Cessar-fogo entre Líbano e Israel é prorrogado por três semanas
Acordo anunciado por Donald Trump foi alcançado após reunião na Casa Branca com embaixadores de ambos os países, Yechiel Leiter e Nada Hamadeh
O presidente dos Estados Unidos, Donald Trump, anunciou na quinta-feira (23/04) a extensão do cessar-fogo entre Israel e Líbano por um período de três semanas. O acordo foi alcançado após uma reunião na Casa Branca com os embaixadores de ambos os países, Yechiel Leiter e Nada Hamadeh.
A atual trégua, originalmente declarada em 16 de abril, permanecerá em vigor enquanto as negociações em Washington avançam. Trump descreveu a reunião como “um sucesso” e disse que sua administração colaborará com o governo libanês, embora tenha insistido que Israel continuará as ações militares que ele descreveu como “cirúrgicas”.
Trump expressou sua intenção de receber em breve o primeiro-ministro israelense Benjamin Netanyahu e o presidente libanês Joseph Aoun na Casa Branca.

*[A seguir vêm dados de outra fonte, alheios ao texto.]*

//! Application error types with proper error chaining.

use thiserror::Error;

/// Failures talking to the node's REST API.
#[derive(Error, Debug, Clone)]
pub enum NodeApiError {
    #[error("Connection failed: {0}")]
    Connection(String),
    #[error("Request timed out: {0}")]
    Timeout(String),
    #[error("Malformed response body: {0}")]
    Decode(String),
}

/// Failures deriving numeric values from a decoded node status.
#[derive(Error, Debug, Clone, PartialEq, Eq)]
pub enum ChainStatusError {
    #[error("Invalid block height: {0:?}")]
    InvalidHeight(String),
    #[error("Invalid block timestamp: {0:?}")]
    InvalidTimestamp(String),
    #[error("Time skew does not fit in nanoseconds: {0}")]
    SkewOutOfRange(String),
}

#[derive(Error, Debug, Clone)]
pub enum AddressBookError {
    #[error("Cannot read address book: {0}")]
    FileAccess(String),
    #[error("Malformed address book: {0}")]
    FileFormat(String),
}

#[derive(Error, Debug, Clone)]
pub enum ConnectionTableError {
    #[error("Connection table unavailable: {0}")]
    Unavailable(String),
    #[error("Connection table not supported on this platform")]
    Unsupported,
}

#[derive(Error, Debug)]
pub enum ConfigError {
    #[error("Invalid value for '{key}': {message}")]
    InvalidValue { key: String, message: String },
}

#[derive(Error, Debug)]
pub enum AppError {
    #[error(transparent)]
    NodeApi(#[from] NodeApiError),
    #[error(transparent)]
    ChainStatus(#[from] ChainStatusError),
    #[error(transparent)]
    AddressBook(#[from] AddressBookError),
    #[error(transparent)]
    ConnectionTable(#[from] ConnectionTableError),
    #[error("Internal error: {0}")]
    Internal(String),
    #[error("Operation not supported: {0}")]
    NotSupported(String),
}

impl From<reqwest::Error> for NodeApiError {
    fn from(err: reqwest::Error) -> Self {
        if err.is_timeout() {
            NodeApiError::Timeout(err.to_string())
        } else if err.is_decode() {
            NodeApiError::Decode(err.to_string())
        } else {
            NodeApiError::Connection(err.to_string())
        }
    }
}

impl From<serde_json::Error> for NodeApiError {
    fn from(err: serde_json::Error) -> Self {
        NodeApiError::Decode(err.to_string())
    }
}

impl From<std::io::Error> for AddressBookError {
    fn from(err: std::io::Error) -> Self {
        AddressBookError::FileAccess(err.to_string())
    }
}

impl From<serde_json::Error> for AddressBookError {
    fn from(err: serde_json::Error) -> Self {
        AddressBookError::FileFormat(err.to_string())
    }
}

#[cfg(test)]
mod tests {
    use super::*;

    #[test]
    fn test_serde_json_error_conversions() {
        let json_err = serde_json::from_str::<String>("invalid json").unwrap_err();
        let api_err = NodeApiError::from(json_err);
        assert!(matches!(api_err, NodeApiError::Decode(_)));

        let json_err = serde_json::from_str::<String>("{").unwrap_err();
        let book_err = AddressBookError::from(json_err);
        assert!(matches!(book_err, AddressBookError::FileFormat(_)));
    }

    #[test]
    fn test_io_error_conversion() {
        let io_err = std::io::Error::new(std::io::ErrorKind::NotFound, "no such file");
        let book_err = AddressBookError::from(io_err);
        assert!(matches!(book_err, AddressBookError::FileAccess(msg) if msg.contains("no such file")));
    }

    #[test]
    fn test_node_api_error_display() {
        let err = NodeApiError::Connection("refused".to_string());
        assert_eq!(err.to_string(), "Connection failed: refused");

        let err = NodeApiError::Timeout("10s".to_string());
        assert_eq!(err.to_string(), "Request timed out: 10s");

        let err = NodeApiError::Decode("eof".to_string());
        assert_eq!(err.to_string(), "Malformed response body: eof");
    }

    #[test]
    fn test_chain_status_error_display() {
        let err = ChainStatusError::InvalidHeight("abc".to_string());
        assert_eq!(err.to_string(), "Invalid block height: \"abc\"");

        let err = ChainStatusError::InvalidTimestamp(String::new());
        assert_eq!(err.to_string(), "Invalid block timestamp: \"\"");
    }

    #[test]
    fn test_peer_source_error_display() {
        let err = AddressBookError::FileAccess("denied".to_string());
        assert_eq!(err.to_string(), "Cannot read address book: denied");

        let err = AddressBookError::FileFormat("expected value".to_string());
        assert_eq!(err.to_string(), "Malformed address book: expected value");

        let err = ConnectionTableError::Unsupported;
        assert_eq!(
            err.to_string(),
            "Connection table not supported on this platform"
        );
    }

    #[test]
    fn test_config_error_display() {
        let err = ConfigError::InvalidValue {
            key: "listen-address".to_string(),
            message: "not a socket address".to_string(),
        };
        assert_eq!(
            err.to_string(),
            "Invalid value for 'listen-address': not a socket address"
        );
    }

    #[test]
    fn test_app_error_is_transparent() {
        let app_err: AppError = NodeApiError::Timeout("5s".to_string()).into();
        assert!(matches!(app_err, AppError::NodeApi(NodeApiError::Timeout(_))));
        assert_eq!(app_err.to_string(), "Request timed out: 5s");

        let app_err: AppError = ChainStatusError::InvalidHeight("x".to_string()).into();
        assert!(matches!(app_err, AppError::ChainStatus(_)));

        let app_err: AppError = ConnectionTableError::Unavailable("eperm".to_string()).into();
        assert!(matches!(
            app_err,
            AppError::ConnectionTable(ConnectionTableError::Unavailable(_))
        ));
    }

    #[test]
    fn test_app_error_display() {
        let err = AppError::Internal("join".to_string());
        assert_eq!(err.to_string(), "Internal error: join");

        let err = AppError::NotSupported("validators".to_string());
        assert_eq!(err.to_string(), "Operation not supported: validators");
    }
}
//! Domain layer containing core types, traits, and error definitions.

pub mod error;
pub mod traits;
pub mod types;

pub use error::{
    AddressBookError, AppError, ChainStatusError, ConfigError, ConnectionTableError, NodeApiError,
};
pub use traits::{AddressBook, Clock, ConnectionTable, NodeApiClient, SystemClock};
pub use types::{
    AddressSet, HealthResponse, HealthStatus, MetricKind, NodeStatus, ValidatorSet, normalize_ip,
};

Esta é a segunda rodada de contatos diretos após a reunião de 14 de abril no Departamento de Estado, a primeira aproximação de alto nível entre as duas nações desde 1993. O Secretário de Estado Marco Rubio participou da mediação e expressou otimismo quanto à possibilidade de alcançar um pacto sólido.
Posição israelense sobre a trégua
O embaixador de Israel na ONU, Danny Danon, disse que a situação do cessar-fogo com o Líbano “não era 100%”, apenas duas horas após o presidente dos EUA anunciar uma extensão de três semanas da trégua. Apesar dessa avaliação, o diplomata esclareceu que a situação atual é “significativamente melhor” em comparação ao período anterior ao cessar das hostilidades.
Danon justificou a continuidade das operações militares garantindo que as forças israelenses “teriam que retaliar” contra os lançamentos de foguetes do Hezbollah. Sob a premissa de que “toda vez que vemos uma ameaça, agimos”, o enviado israelense questionou a autoridade de Beirute para garantir a segurança na região.
“Acho que a principal questão é se o governo libanês é capaz de impor um cessar-fogo ou um acordo de paz, ou realmente de impor soberania sobre o sul do Líbano”, acrescentou Danon.